▸ Exercise materials:
//! The ingestion job: fetch once, then transform and persist each record.
//!
//! Control flow is strictly sequential. The fetch is all-or-nothing — any
//! failure there aborts the run before a single write happens. Once records
//! are in hand, each one is normalized and written on its own: a store
//! failure is logged and skipped so one bad record cannot sink the batch.

use serde_json::Value;
use tracing::{debug, info, instrument, warn};

use crate::error::Result;
use crate::models::NewsDocument;
use crate::search::SearchClient;
use crate::store::{document_id_for_url, DocumentStore};

/// Per-run parameters resolved from the CLI in `main`.
#[derive(Debug, Clone)]
pub struct IngestOptions {
    pub query: String,
    pub size: u32,
    pub collection: String,
}

/// Outcome of one run.
#[derive(Debug, Default)]
pub struct IngestReport {
    pub fetched: usize,
    pub persisted: usize,
    pub failed: usize,
    /// Every normalized article of the run, persisted or not; this feeds
    /// the optional JSON snapshot.
    pub articles: Vec<NewsDocument>,
}

/// Run the job end to end.
#[instrument(level = "info", skip_all, fields(collection = %options.collection, size = options.size))]
pub async fn run(
    search: &SearchClient,
    store: &dyn DocumentStore,
    options: &IngestOptions,
) -> Result<IngestReport> {
    let raw_articles = search.search(&options.query, options.size).await?;

    let mut report = IngestReport {
        fetched: raw_articles.len(),
        ..Default::default()
    };
    info!(count = report.fetched, "Processing fetched articles");

    for (index, raw) in raw_articles.into_iter().enumerate() {
        let article = NewsDocument::from_raw(raw);
        match persist_article(store, &options.collection, &article).await {
            Ok(id) => {
                debug!(index, id = %id, title = %article.title, "Persisted article");
                report.persisted += 1;
            }
            Err(e) => {
                warn!(index, title = %article.title, error = %e, "Failed to persist article; continuing");
                report.failed += 1;
            }
        }
        report.articles.push(article);
    }

    info!(
        fetched = report.fetched,
        persisted = report.persisted,
        failed = report.failed,
        "Ingestion run complete"
    );
    Ok(report)
}

/// Write one article and return the identifier it landed under.
///
/// URL-bearing records get the deterministic hash id and upsert semantics;
/// everything else takes the store-assigned-id path.
async fn persist_article(
    store: &dyn DocumentStore,
    collection: &str,
    article: &NewsDocument,
) -> Result<String> {
    let doc: Value = serde_json::to_value(article)?;
    match &article.url {
        Some(url) => {
            let id = document_id_for_url(url);
            store.upsert(collection, &id, &doc).await?;
            Ok(id)
        }
        None => store.insert(collection, &doc).await,
    }
}

#[cfg(test)]
mod tests {
    use super::*;
    use crate::error::IngestError;
    use crate::testutil::{serve_once, FailingStore, MemoryStore};
    use serde_json::json;

    fn options() -> IngestOptions {
        IngestOptions {
            query: "q".to_string(),
            size: 2,
            collection: "news-unresolved".to_string(),
        }
    }

    fn two_entry_response() -> String {
        json!({
            "data": [
                {
                    "entity": {
                        "title": "Superbug outbreak",
                        "text": "a new superbugs wave",
                        "pageUrl": "https://example.com/articles/superbug-outbreak",
                        "date": "d2025-06-01"
                    }
                },
                {
                    "title": "No link here",
                    "text": "bacteria in the wild"
                }
            ]
        })
        .to_string()
    }

    #[tokio::test]
    async fn test_run_persists_keyed_and_auto_id_records() {
        let endpoint = serve_once("HTTP/1.1 200 OK", two_entry_response()).await;
        let search = SearchClient::with_endpoint("test-token", endpoint);
        let store = MemoryStore::default();

        let report = run(&search, &store, &options()).await.unwrap();

        assert_eq!(report.fetched, 2);
        assert_eq!(report.persisted, 2);
        assert_eq!(report.failed, 0);
        assert_eq!(report.articles.len(), 2);

        let docs = store.docs.lock().unwrap();
        assert_eq!(docs.len(), 2);

        // URL-bearing record lands under the hash of its URL.
        let keyed = docs
            .get(&(
                "news-unresolved".to_string(),
                "a72621098f500cb68081a47d0985b8f6".to_string(),
            ))
            .expect("keyed document missing");
        assert_eq!(keyed["title"], "Superbug outbreak");
        assert_eq!(keyed["date"], "2025-06-01");

        // URL-less record went through the auto-id insert path.
        let auto = docs
            .get(&("news-unresolved".to_string(), "auto-1".to_string()))
            .expect("auto-id document missing");
        assert_eq!(auto["title"], "No link here");
        assert_eq!(auto["url"], serde_json::Value::Null);
    }

    #[tokio::test]
    async fn test_run_is_idempotent_for_url_bearing_records() {
        let store = MemoryStore::default();
        let opts = options();

        for _ in 0..2 {
            let endpoint = serve_once("HTTP/1.1 200 OK", json!({
                "data": [{ "entity": {
                    "title": "Same article",
                    "pageUrl": "https://example.com/a"
                }}]
            }).to_string())
            .await;
            let search = SearchClient::with_endpoint("test-token", endpoint);
            run(&search, &store, &opts).await.unwrap();
        }

        // Two runs over the same article: one document, not two.
        let docs = store.docs.lock().unwrap();
        assert_eq!(docs.len(), 1);
        assert!(docs.contains_key(&(
            "news-unresolved".to_string(),
            "cd69b81ea00cc2798797293cbc92d643".to_string()
        )));
    }

    #[tokio::test]
    async fn test_fetch_failure_writes_nothing() {
        let endpoint = serve_once("HTTP/1.1 401 Unauthorized", "{}".to_string()).await;
        let search = SearchClient::with_endpoint("bad-token", endpoint);
        let store = MemoryStore::default();

        let err = run(&search, &store, &options()).await.unwrap_err();
        assert!(matches!(err, IngestError::Status { status: 401, .. }));
        assert!(store.docs.lock().unwrap().is_empty());
    }

    #[tokio::test]
    async fn test_store_failures_are_skipped_per_record() {
        let endpoint = serve_once("HTTP/1.1 200 OK", two_entry_response()).await;
        let search = SearchClient::with_endpoint("test-token", endpoint);
        let store = FailingStore;

        let report = run(&search, &store, &options()).await.unwrap();
        assert_eq!(report.fetched, 2);
        assert_eq!(report.persisted, 0);
        assert_eq!(report.failed, 2);
        // The snapshot still sees every normalized article.
        assert_eq!(report.articles.len(), 2);
    }
}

▸ What to do:
Give again, word for word, the lines of the listing, starting at its first line and ending with the line containing "end to end.".

▸ Answer to this problem:
//! The ingestion job: fetch once, then transform and persist each record.
//!
//! Control flow is strictly sequential. The fetch is all-or-nothing — any
//! failure there aborts the run before a single write happens. Once records
//! are in hand, each one is normalized and written on its own: a store
//! failure is logged and skipped so one bad record cannot sink the batch.

use serde_json::Value;
use tracing::{debug, info, instrument, warn};

use crate::error::Result;
use crate::models::NewsDocument;
use crate::search::SearchClient;
use crate::store::{document_id_for_url, DocumentStore};

/// Per-run parameters resolved from the CLI in `main`.
#[derive(Debug, Clone)]
pub struct IngestOptions {
    pub query: String,
    pub size: u32,
    pub collection: String,
}

/// Outcome of one run.
#[derive(Debug, Default)]
pub struct IngestReport {
    pub fetched: usize,
    pub persisted: usize,
    pub failed: usize,
    /// Every normalized article of the run, persisted or not; this feeds
    /// the optional JSON snapshot.
    pub articles: Vec<NewsDocument>,
}

/// Run the job end to end.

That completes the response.